**DIRECTIONS FOR THIS TASK**.
In the data that follows, how many lines include the string "EnvFilter"? Answer with the number alone.

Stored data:
// SQLite persistence for pool picks, fetched weekly probabilities, and
// key-value pool state.

use std::sync::{Mutex, MutexGuard};

use anyhow::{Context, Result};
use chrono::{DateTime, Utc};
use rusqlite::{params, Connection};

use lms_core::{PickHistory, ProbabilityTable, Team, Week, WeekProbabilities};

/// Summary row for one stored week of probabilities.
#[derive(Debug, Clone, PartialEq)]
pub struct StoredWeek {
    pub week: Week,
    pub teams: usize,
    pub fetched_at: String,
}

/// SQLite-backed persistence for picks (scoped by pool id), weekly
/// probabilities, and arbitrary JSON state.
pub struct Database {
    conn: Mutex<Connection>,
}

impl Database {
    /// Open (or create) a SQLite database at `path` and ensure all tables
    /// exist. Pass `":memory:"` for an ephemeral in-memory database.
    pub fn open(path: &str) -> Result<Self> {
        let conn = Connection::open(path)
            .with_context(|| format!("failed to open database at {path}"))?;

        conn.execute_batch(
            "PRAGMA journal_mode = WAL;
             PRAGMA busy_timeout = 5000;",
        )
        .context("failed to set database pragmas")?;

        conn.execute_batch(
            "
            CREATE TABLE IF NOT EXISTS picks (
                pool_id     TEXT NOT NULL,
                week        INTEGER NOT NULL CHECK (week >= 1),
                team        TEXT NOT NULL,
                recorded_at TEXT NOT NULL DEFAULT (strftime('%Y-%m-%dT%H:%M:%fZ', 'now')),
                PRIMARY KEY (pool_id, week)
            );

            CREATE TABLE IF NOT EXISTS week_probabilities (
                week        INTEGER NOT NULL CHECK (week >= 1),
                position    INTEGER NOT NULL,
                team        TEXT NOT NULL,
                probability REAL,
                fetched_at  TEXT NOT NULL,
                PRIMARY KEY (week, position)
            );

            CREATE TABLE IF NOT EXISTS pool_state (
                key   TEXT PRIMARY KEY,
                value TEXT NOT NULL
            );
            ",
        )
        .context("failed to create database schema")?;

        Ok(Self {
            conn: Mutex::new(conn),
        })
    }

    /// Acquire the database connection.
    ///
    /// Panics if the mutex is poisoned.
    fn conn(&self) -> MutexGuard<'_, Connection> {
        self.conn.lock().expect("database mutex poisoned")
    }

    // ------------------------------------------------------------------
    // Picks
    // ------------------------------------------------------------------

    /// Fill (or overwrite) the slot for `week` in `pool_id`.
    pub fn record_pick(&self, pool_id: &str, week: Week, team: &str) -> Result<()> {
        let conn = self.conn();
        conn.execute(
            "INSERT OR REPLACE INTO picks (pool_id, week, team) VALUES (?1, ?2, ?3)",
            params![pool_id, week, team],
        )
        .context("failed to record pick")?;
        Ok(())
    }

    /// Empty the slot for `week`. Returns `true` if a pick was removed.
    pub fn clear_pick(&self, pool_id: &str, week: Week) -> Result<bool> {
        let conn = self.conn();
        let removed = conn
            .execute(
                "DELETE FROM picks WHERE pool_id = ?1 AND week = ?2",
                params![pool_id, week],
            )
            .context("failed to clear pick")?;
        Ok(removed > 0)
    }

    /// Delete every pick of `pool_id`. Returns the number removed.
    pub fn clear_pool(&self, pool_id: &str) -> Result<usize> {
        let conn = self.conn();
        let removed = conn
            .execute("DELETE FROM picks WHERE pool_id = ?1", params![pool_id])
            .context("failed to clear pool picks")?;
        Ok(removed)
    }

    /// Load the pick history of `pool_id` as `total_weeks` dense slots.
    /// Rows for weeks beyond the season are ignored.
    pub fn load_history(&self, pool_id: &str, total_weeks: Week) -> Result<PickHistory> {
        let conn = self.conn();
        let mut stmt = conn
            .prepare(
                "SELECT week, team FROM picks
                 WHERE pool_id = ?1 AND week <= ?2
                 ORDER BY week",
            )
            .context("failed to prepare load_history query")?;

        let rows = stmt
            .query_map(params![pool_id, total_weeks], |row| {
                Ok((row.get::<_, Week>(0)?, row.get::<_, String>(1)?))
            })
            .context("failed to query picks")?
            .collect::<std::result::Result<Vec<_>, _>>()
            .context("failed to map pick rows")?;

        let mut history = PickHistory::new(vec![None; total_weeks as usize]);
        for (week, team) in rows {
            history.set(week, Some(team));
        }
        Ok(history)
    }

    /// Replace all picks of `pool_id` with the filled slots of `history`,
    /// in a single transaction. Returns the number of picks written.
    pub fn import_history(&self, pool_id: &str, history: &PickHistory) -> Result<usize> {
        let mut conn = self.conn();
        let tx = conn.transaction().context("failed to begin import transaction")?;

        tx.execute("DELETE FROM picks WHERE pool_id = ?1", params![pool_id])
            .context("failed to delete existing picks")?;

        let mut written = 0;
        for (week, team) in history.picks() {
            tx.execute(
                "INSERT INTO picks (pool_id, week, team) VALUES (?1, ?2, ?3)",
                params![pool_id, week, team],
            )
            .context("failed to insert imported pick")?;
            written += 1;
        }

        tx.commit().context("failed to commit pick import")?;
        Ok(written)
    }

    // ------------------------------------------------------------------
    // Weekly probabilities
    // ------------------------------------------------------------------

    /// Store one week of probabilities, replacing anything previously stored
    /// for that week. Entry order is preserved through `position`.
    pub fn store_week(
        &self,
        week: Week,
        probabilities: &WeekProbabilities,
        fetched_at: DateTime<Utc>,
    ) -> Result<()> {
        let mut conn = self.conn();
        let tx = conn.transaction().context("failed to begin transaction")?;
        let fetched_at = fetched_at.to_rfc3339();

        tx.execute(
            "DELETE FROM week_probabilities WHERE week = ?1",
            params![week],
        )
        .context("failed to delete stored week")?;

        for (position, entry) in probabilities.entries().iter().enumerate() {
            tx.execute(
                "INSERT INTO week_probabilities (week, position, team, probability, fetched_at)
                 VALUES (?1, ?2, ?3, ?4, ?5)",
                params![
                    week,
                    position as i64,
                    entry.team.name(),
                    entry.probability,
                    fetched_at
                ],
            )
            .context("failed to insert week probability")?;
        }

        tx.commit().context("failed to commit stored week")?;
        Ok(())
    }

    /// All stored weeks assembled into a table, each in stored order.
    pub fn load_weeks(&self) -> Result<ProbabilityTable> {
        let conn = self.conn();
        let mut stmt = conn
            .prepare(
                "SELECT week, team, probability FROM week_probabilities
                 ORDER BY week, position",
            )
            .context("failed to prepare load_weeks query")?;

        let rows = stmt
            .query_map([], |row| {
                Ok((
                    row.get::<_, Week>(0)?,
                    row.get::<_, String>(1)?,
                    row.get::<_, Option<f64>>(2)?,
                ))
            })
            .context("failed to query week probabilities")?
            .collect::<std::result::Result<Vec<_>, _>>()
            .context("failed to map week probability rows")?;

        let mut table = ProbabilityTable::new();
        let mut current: Option<(Week, WeekProbabilities)> = None;
        for (week, team, probability) in rows {
            match current.as_mut() {
                Some((w, probabilities)) if *w == week => {
                    probabilities.push(Team::new(team), probability);
                }
                _ => {
                    if let Some((w, probabilities)) = current.take() {
                        table.insert_week(w, probabilities);
                    }
                    let mut probabilities = WeekProbabilities::new();
                    probabilities.push(Team::new(team), probability);
                    current = Some((week, probabilities));
                }
            }
        }
        if let Some((w, probabilities)) = current {
            table.insert_week(w, probabilities);
        }
        Ok(table)
    }

    /// One summary row per stored week, in week order.
    pub fn stored_weeks(&self) -> Result<Vec<StoredWeek>> {
        let conn = self.conn();
        let mut stmt = conn
            .prepare(
                "SELECT week, COUNT(*), MAX(fetched_at) FROM week_probabilities
                 GROUP BY week ORDER BY week",
            )
            .context("failed to prepare stored_weeks query")?;

        let weeks = stmt
            .query_map([], |row| {
                Ok(StoredWeek {
                    week: row.get(0)?,
                    teams: row.get::<_, i64>(1)? as usize,
                    fetched_at: row.get(2)?,
                })
            })
            .context("failed to query stored weeks")?
            .collect::<std::result::Result<Vec<_>, _>>()
            .context("failed to map stored week rows")?;
        Ok(weeks)
    }

    // ------------------------------------------------------------------
    // Key-value state
    // ------------------------------------------------------------------

    /// Persist an arbitrary JSON value under `key`. Repeated saves overwrite
    /// the previous value.
    pub fn save_state(&self, key: &str, value: &serde_json::Value) -> Result<()> {
        let conn = self.conn();
        let json_str =
            serde_json::to_string(value).context("failed to serialize state value")?;
        conn.execute(
            "INSERT OR REPLACE INTO pool_state (key, value) VALUES (?1, ?2)",
            params![key, json_str],
        )
        .context("failed to save state")?;
        Ok(())
    }

    /// Load a previously saved JSON value by `key`.
    pub fn load_state(&self, key: &str) -> Result<Option<serde_json::Value>> {
        let conn = self.conn();
        let mut stmt = conn
            .prepare("SELECT value FROM pool_state WHERE key = ?1")
            .context("failed to prepare load_state query")?;

        let mut rows = stmt
            .query_map(params![key], |row| row.get::<_, String>(0))
            .context("failed to query pool state")?;

        match rows.next() {
            Some(row_result) => {
                let json_str = row_result.context("failed to read state row")?;
                let value: serde_json::Value = serde_json::from_str(&json_str)
                    .context("failed to deserialize state value")?;
                Ok(Some(value))
            }
            None => Ok(None),
        }
    }

    /// Remove `key` from the state store.
    pub fn delete_state(&self, key: &str) -> Result<()> {
        let conn = self.conn();
        conn.execute("DELETE FROM pool_state WHERE key = ?1", params![key])
            .context("failed to delete state")?;
        Ok(())
    }
}
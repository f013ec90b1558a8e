// Survivor pool assistant entry point.
//
// Startup sequence:
// 1. Parse the command line
// 2. Initialize tracing (log to file, stdout is the command's output)
// 3. Load config (copying defaults on first run)
// 4. Open the database
// 5. Run the requested command

use std::path::{Path, PathBuf};

use anyhow::Context;
use clap::{Parser, Subcommand};
use tracing::{error, info};

use lms_app::app::{App, PoolStatus, RecommendOptions};
use lms_app::config;
use lms_app::db::Database;
use lms_app::odds_client::TheOddsApiClient;
use lms_core::{Strategy, Week};

#[derive(Debug, Parser)]
#[command(author, version, about = "Last-man-standing NFL pick recommender", long_about = None)]
struct Cli {
    #[command(subcommand)]
    command: Option<Command>,
}

#[derive(Debug, Subcommand)]
enum Command {
    /// Recommend a pick for the first week without one
    Recommend {
        /// Weeks to look ahead, current week included
        #[arg(long)]
        horizon: Option<Week>,
        /// `lookahead` or `greedy`
        #[arg(long)]
        strategy: Option<Strategy>,
        /// Print the result as JSON
        #[arg(long)]
        json: bool,
    },
    /// Record the team picked for a week
    Pick { week: Week, team: String },
    /// Clear the pick for a week
    Unpick { week: Week },
    /// Show the pick history
    Picks,
    /// Clear every pick of the pool
    Reset,
    /// Replace the picks with a saved-picks JSON file
    ImportPicks { file: PathBuf },
    /// Fetch moneylines and store them as one week of probabilities
    FetchOdds {
        #[arg(long)]
        week: Week,
    },
}

#[tokio::main]
async fn main() -> anyhow::Result<()> {
    let cli = Cli::parse();

    init_tracing()?;
    info!("lms starting up");

    let config = config::load_config().context("failed to load configuration")?;
    info!(
        "Config loaded: pool={} ({}), {} weeks, horizon {}, {}",
        config.pool.name,
        config.pool.id,
        config.pool.total_weeks,
        config.pool.horizon_weeks,
        config.pool.strategy
    );

    if let Some(parent) = Path::new(&config.db_path).parent() {
        if !parent.as_os_str().is_empty() {
            std::fs::create_dir_all(parent)
                .with_context(|| format!("failed to create {}", parent.display()))?;
        }
    }
    let db = Database::open(&config.db_path).context("failed to open database")?;
    info!("Database opened at {}", config.db_path);

    let base_dir = std::env::current_dir()?;
    let app = App::new(config, db, base_dir);

    let result = run(&app, cli.command.unwrap_or(Command::Picks)).await;
    if let Err(e) = &result {
        error!("command failed: {:#}", e);
    }
    result
}

async fn run(app: &App, command: Command) -> anyhow::Result<()> {
    match command {
        Command::Recommend {
            horizon,
            strategy,
            json,
        } => {
            let recommendation = app.recommend(RecommendOptions { horizon, strategy })?;
            if json {
                println!("{}", serde_json::to_string_pretty(&recommendation)?);
            } else {
                println!("{recommendation}");
            }
        }
        Command::Pick { week, team } => {
            let recorded = app.record_pick(week, &team)?;
            println!("Week {}: {}", recorded.week, recorded.team);
            if !recorded.recognized {
                println!("warning: '{}' has no win probability data", recorded.team);
            }
        }
        Command::Unpick { week } => {
            if app.clear_pick(week)? {
                println!("Week {week} cleared");
            } else {
                println!("Week {week} had no pick");
            }
        }
        Command::Picks => print_status(&app.status()?),
        Command::Reset => {
            let removed = app.reset()?;
            println!("Removed {removed} picks");
        }
        Command::ImportPicks { file } => {
            let written = app.import_picks(&file)?;
            println!("Imported {written} picks from {}", file.display());
        }
        Command::FetchOdds { week } => {
            let provider = TheOddsApiClient::from_config(&app.config)?;
            let fetched = app.fetch_odds(&provider, week).await?;
            println!(
                "Week {}: stored {} teams from {} events ({}, {})",
                fetched.week,
                fetched.probabilities.len(),
                fetched.events.len(),
                fetched.bookmaker,
                fetched.requested_at.to_rfc3339()
            );
        }
    }
    Ok(())
}

fn print_status(status: &PoolStatus) {
    println!("{}", status.pool_name);
    for (i, slot) in status.history.slots().iter().enumerate() {
        println!("  Week {:>2}: {}", i + 1, slot.as_deref().unwrap_or("-"));
    }
    match status.current_week {
        Some(week) => println!("Current week: {week}"),
        None => println!("All weeks have picks"),
    }
    for stored in &status.fetched_weeks {
        println!(
            "Fetched odds: Week {} ({} teams, {})",
            stored.week, stored.teams, stored.fetched_at
        );
    }
    if let Some(last) = &status.last_recommendation {
        match serde_json::from_value::<LastRecommendation>(last.clone()) {
            Ok(LastRecommendation::Pick { week, team, probability }) => println!(
                "Last recommendation: Week {week}: {team} ({:.1}%)",
                probability * 100.0
            ),
            Ok(LastRecommendation::Message { message }) => {
                println!("Last recommendation: {message}")
            }
            Err(_) => {}
        }
    }
}

/// Stored shape of a `Recommendation`.
#[derive(serde::Deserialize)]
#[serde(untagged)]
enum LastRecommendation {
    Pick {
        week: Week,
        team: String,
        probability: f64,
    },
    Message {
        message: String,
    },
}

/// Initialize tracing to log to a file (stdout carries command output).
fn init_tracing() -> anyhow::Result<()> {
    use tracing_subscriber::fmt;
    use tracing_subscriber::EnvFilter;

    let log_dir = std::env::current_dir()?.join("logs");
    std::fs::create_dir_all(&log_dir)?;

    let log_file = std::fs::OpenOptions::new()
        .create(true)
        .append(true)
        .open(log_dir.join("lms.log"))?;

    let subscriber = fmt::Subscriber::builder()
        .with_env_filter(
            EnvFilter::try_from_default_env()
                .unwrap_or_else(|_| EnvFilter::new("lms_app=info,lms_core=info,warn")),
        )
        .with_writer(log_file)
        .with_ansi(false)
        .with_target(true)
        .with_thread_ids(true)
        .with_line_number(true)
        .finish();

    tracing::subscriber::set_global_default(subscriber)
        .context("failed to set tracing subscriber")?;

    Ok(())
}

**OUTPUT OF THE TASK**.
3